I liked this comparison.
"good ereader comparison"

View the digital version here:
http://www.nxtbook.com/nxtbooks/eschoolmedia/ecampus_201105/index.php?startid=24

If you enjoy it as much as they did, then please feel free to forward
it on to your contacts.

Sylvia


----------



## pomtroll (Oct 5, 2010)

*Only problem I see is that the photos are wrong for the Nooks. They have Nook classic looking like a Kindle & the Nook color looking like the Nook Classic. *


----------



## ak rain (Nov 15, 2008)

Funny I had not noticed that


----------



## KayakerNC (Oct 7, 2009)

The Kindle K3 and the DX both have Wi-Fi?? 
Good comparison....not so much.


----------



## Sharon Red (Jul 23, 2011)

barnes & noble is my first choice.


----------



## MartinLake (May 9, 2011)

I bought a Sony e-reader because the Kindle wasn't available in the UK a couple of years ago.  It's great, especially because it has page numbers and you can buy things from different sites.
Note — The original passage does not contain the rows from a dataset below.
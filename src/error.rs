use jsonwebtoken::errors::Error as JwtError;
use thiserror::Error;

pub type Result<T> = std::result::Result<T, Error>;

/// Errors surfaced by the portal core.
#[derive(Debug, Error)]
pub enum Error {
    /// The session token failed to decode, or its claims were malformed.
    #[error("Invalid credential: {0}")]
    InvalidCredential(#[from] JwtError),
    /// The session token decoded but its expiry has passed.
    #[error("Expired credential")]
    ExpiredCredential,
    /// A category is still unselected; no network call was made.
    #[error("Incomplete ballot: every category needs a choice or an abstention")]
    IncompleteBallot,
    /// The vote submission reached the server and was not accepted.
    #[error(transparent)]
    Submission(#[from] SubmissionError),
    #[error(transparent)]
    Http(#[from] reqwest::Error),
    #[error(transparent)]
    Json(#[from] serde_json::Error),
    #[error("Storage error: {0}")]
    Storage(#[from] std::io::Error),
    #[error("Config error: {0}")]
    Config(#[from] figment::Error),
}

/// Outcome classification for a rejected vote submission.
#[derive(Debug, Clone, PartialEq, Eq, Error)]
pub enum SubmissionError {
    /// The server rejected the ballot contents.
    #[error("Vote rejected: {0}")]
    ValidationRejected(String),
    /// A concurrent submission already succeeded for this voter.
    /// The vote IS recorded; callers must ratchet `has_voted`.
    #[error("A vote has already been recorded for this voter")]
    AlreadyVoted,
    /// Transient transport or server failure; retry is allowed.
    #[error("Submission failed: {0}")]
    NetworkOrServer(String),
}
use std::time::Duration;

use figment::{
    providers::{Env, Format, Toml},
    Figment,
};
use serde::Deserialize;

use crate::error::Result;

/// Application configuration, derived from `Portal.toml` and `PORTAL_*`
/// environment variables.
#[derive(Debug, Clone, Deserialize)]
pub struct Config {
    api_url: String,
    #[serde(default = "default_namespace")]
    storage_namespace: String,
    #[serde(default = "default_timeout")]
    request_timeout: u32,
}

fn default_namespace() -> String {
    "vote-storage".to_string()
}

fn default_timeout() -> u32 {
    30
}

impl Config {
    /// Load the config, merging the TOML file with environment overrides.
    pub fn load() -> Result<Self> {
        Ok(Figment::new()
            .merge(Toml::file("Portal.toml"))
            .merge(Env::prefixed("PORTAL_"))
            .extract()?)
    }

    /// Base URL of the election REST API.
    pub fn api_url(&self) -> &str {
        &self.api_url
    }

    /// Key under which the session record is persisted.
    pub fn storage_namespace(&self) -> &str {
        &self.storage_namespace
    }

    /// Timeout applied to every outbound request.
    pub fn request_timeout(&self) -> Duration {
        Duration::from_secs(self.request_timeout.into())
    }
}
use serde::Serialize;

use crate::error::Error;

use super::category::Category;
use super::{CandidateId, ABSTAIN};

/// Per-category selection state.
///
/// The tagged representation makes an abstention and concrete picks
/// mutually exclusive by construction; there is no raw id list in which
/// the sentinel could mix with real candidates.
#[derive(Debug, Clone, Default, PartialEq, Eq)]
pub enum Selection {
    /// The voter has not touched this category yet.
    #[default]
    Unselected,
    /// Explicit "no preference", distinct from not yet chosen.
    Abstain,
    /// One or more concrete candidate ids, bounded by the category's
    /// cardinality.
    Chosen(Vec<CandidateId>),
}

impl Selection {
    fn toggle(&mut self, id: CandidateId, max_choices: usize) {
        if id == ABSTAIN {
            *self = Self::Abstain;
            return;
        }

        if max_choices == 1 {
            // Single-seat categories: any pick replaces the previous one.
            *self = Self::Chosen(vec![id]);
            return;
        }

        let mut ids = match std::mem::take(self) {
            Self::Chosen(ids) => ids,
            // A concrete pick displaces an abstention.
            Self::Unselected | Self::Abstain => Vec::new(),
        };
        if let Some(position) = ids.iter().position(|&chosen| chosen == id) {
            ids.remove(position);
        } else if ids.len() < max_choices {
            ids.push(id);
        }
        // else: already at capacity, the existing picks stand.

        *self = if ids.is_empty() {
            Self::Unselected
        } else {
            Self::Chosen(ids)
        };
    }
}

/// The full ballot: one selection per category, mutated only by toggle
/// events.
#[derive(Debug, Clone, Default, PartialEq, Eq)]
pub struct Ballot {
    organization: Selection,
    club: Selection,
    council: Selection,
}

impl Ballot {
    pub fn selection(&self, category: Category) -> &Selection {
        match category {
            Category::Organization => &self.organization,
            Category::Club => &self.club,
            Category::Council => &self.council,
        }
    }

    /// Apply one toggle event.
    ///
    /// Id `0` always yields an abstention and discards concrete picks.
    /// In the council category a chosen id toggles off, a new id is added
    /// while fewer than two are chosen, and a third distinct id is a
    /// no-op rather than an eviction.
    pub fn toggle(&mut self, category: Category, id: CandidateId) {
        let selection = match category {
            Category::Organization => &mut self.organization,
            Category::Club => &mut self.club,
            Category::Council => &mut self.council,
        };
        selection.toggle(id, category.max_choices());
    }

    /// Every category holds an abstention or at least one pick.
    pub fn is_complete(&self) -> bool {
        Category::ALL
            .iter()
            .all(|&category| *self.selection(category) != Selection::Unselected)
    }

    pub fn clear(&mut self) {
        *self = Self::default();
    }

    /// Serialize for submission. Fails locally, before any network call,
    /// if a category is still unselected.
    pub fn to_payload(&self) -> Result<VotePayload, Error> {
        if !self.is_complete() {
            return Err(Error::IncompleteBallot);
        }

        let single = |selection: &Selection| match selection {
            Selection::Abstain => ABSTAIN,
            Selection::Chosen(ids) => ids[0],
            Selection::Unselected => unreachable!("checked by is_complete"),
        };

        Ok(VotePayload {
            organization_id: single(&self.organization),
            club_id: single(&self.club),
            council_ids: match &self.council {
                Selection::Abstain => vec![ABSTAIN],
                Selection::Chosen(ids) => ids.clone(),
                Selection::Unselected => unreachable!("checked by is_complete"),
            },
        })
    }
}

/// Wire format of the vote submission body.
#[derive(Debug, Clone, PartialEq, Eq, Serialize)]
#[serde(rename_all = "camelCase")]
pub struct VotePayload {
    pub organization_id: CandidateId,
    pub club_id: CandidateId,
    pub council_ids: Vec<CandidateId>,
}
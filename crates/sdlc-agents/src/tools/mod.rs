//! External collaborators: the storage shim and the ticket sink.
//!
//! Both sit behind traits so the driver can run against in-memory fakes in
//! tests. Leaf errors are typed here; the orchestration layer wraps them
//! with `anyhow` context.

pub mod jira;
pub mod storage;

use std::path::{Component, Path, PathBuf};

/// Errors that can occur while talking to an external collaborator.
#[derive(Debug, thiserror::Error)]
pub enum ToolError {
    #[error("IO error: {0}")]
    Io(#[from] std::io::Error),

    #[error("path `{0}` escapes the storage root")]
    Sandbox(String),

    #[error("HTTP request failed: {0}")]
    Request(#[from] reqwest::Error),

    #[error("API error (status {status}): {body}")]
    Api { status: u16, body: String },

    #[error("API response missing `{0}` field")]
    MissingField(&'static str),

    #[error("rate limited by upstream: {0}")]
    RateLimited(String),

    #[error("payload encode error: {0}")]
    Encode(#[from] serde_json::Error),
}

impl ToolError {
    /// Whether this failure is in the retryable rate-limit class.
    pub fn is_rate_limited(&self) -> bool {
        matches!(self, Self::RateLimited(_))
    }
}

/// Classify an upstream failure: 429s and quota-style messages are the only
/// class the driver retries.
pub fn looks_rate_limited(status: u16, body: &str) -> bool {
    let lower = body.to_lowercase();
    status == 429 || lower.contains("rate limit") || lower.contains("quota")
}

/// Resolve `relative_path` under `root`, rejecting absolute paths and any
/// `..` component before touching the filesystem.
pub fn sandbox_check(root: &Path, relative_path: &str) -> Result<PathBuf, ToolError> {
    let rel = Path::new(relative_path);
    if rel.is_absolute()
        || rel
            .components()
            .any(|c| matches!(c, Component::ParentDir))
    {
        return Err(ToolError::Sandbox(relative_path.to_string()));
    }
    Ok(root.join(rel))
}

#[cfg(test)]
mod tests {
    use super::*;

    #[test]
    fn test_looks_rate_limited_on_429() {
        assert!(looks_rate_limited(429, "Too Many Requests"));
    }

    #[test]
    fn test_looks_rate_limited_on_substring() {
        assert!(looks_rate_limited(500, "Rate limit exceeded, try later"));
        assert!(looks_rate_limited(403, "API quota exhausted"));
    }

    #[test]
    fn test_plain_failure_is_not_rate_limited() {
        assert!(!looks_rate_limited(500, "internal server error"));
        assert!(!ToolError::Api {
            status: 500,
            body: "boom".into()
        }
        .is_rate_limited());
    }

    #[test]
    fn test_sandbox_check_accepts_nested_relative() {
        let root = Path::new("/data");
        let path = sandbox_check(root, "stories/stories_upload.txt").unwrap();
        assert_eq!(path, Path::new("/data/stories/stories_upload.txt"));
    }

    #[test]
    fn test_sandbox_check_rejects_parent_components() {
        let root = Path::new("/data");
        assert!(sandbox_check(root, "../etc/passwd").is_err());
        assert!(sandbox_check(root, "a/../../b").is_err());
    }

    #[test]
    fn test_sandbox_check_rejects_absolute() {
        assert!(sandbox_check(Path::new("/data"), "/etc/passwd").is_err());
    }
}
The down-side is that you can't buy from Amazon and loading books on to the Sony is a real pain.

I'm getting a Kindle this week.


----------



## apkvale (Jun 2, 2011)

I recently got a Nook & have really enjoyed it. The only problem I've had is not being able to connect to my home network. It connects just fine to any free wifi in the area, but not to mine. Once I'm connected, downloading the books I've purchased is a piece of cake.


----------



## Sharon Red (Jul 23, 2011)

apkvale said:


> I recently got a Nook & have really enjoyed it. The only problem I've had is not being able to connect to my home network. It connects just fine to any free wifi in the area, but not to mine. Once I'm connected, downloading the books I've purchased is a piece of cake.


I wonder if you have encryption on your home network? My son had to help us set up our kindle like that.


----------



## JRTomlin (Jan 18, 2011)

MartinLake said:


> I bought a Sony e-reader because the Kindle wasn't available in the UK a couple of years ago. It's great, especially because it has page numbers and you can buy things from different sites.
> 
> The down-side is that you can't buy from Amazon and loading books on to the Sony is a real pain.
> 
> I'm getting a Kindle this week.


As I mentioned in another thread, I was recently given a Sony pocket reader which I must admit I rather like. It's very light and a nice size. I'm rather a Kindle lover but the little Sony is more appealing than I expected, although I don't think they make the pocket one any more which is too bad.

I just use calibre to change my files to Sony to put on it. (Is it all right to admit that?  )


----------



## Ann in Arlington (Oct 27, 2008)

JRTomlin said:


> I just use calibre to change my files to Sony to put on it. (Is it all right to admit that?  )


Doing so is against Amazon's terms of service. It's up to you whether or not you honor the agreement. But you may not share here, via instructions or links, how to circumvent the copy protection. It's against KindleBoards forum guidelines.


----------



## sarahsbloke (Sep 24, 2011)

I also have a Nook, and it refuses to see some wifi routers.
Strangely enough my Blackberry has problems with the same hotspots

But my Kindle3 can connect without problems.


----------



## Jan Strnad (May 27, 2010)

I don't own a Nook, but I found the Kindle wi-fi hookup to be a piece of cake. 

I did have to go through three or four wireless routers before I could get my home network to work with a printer and a netbook. Even when I had a Mac and an Airport from Apple, setting it up was a nightmare. I finally went with a Cisco Valet and it worked, and my signal strength has about tripled. 

Once the home network was working on my other devices, the Kindle found it immediately and hooked up with no problems.


----------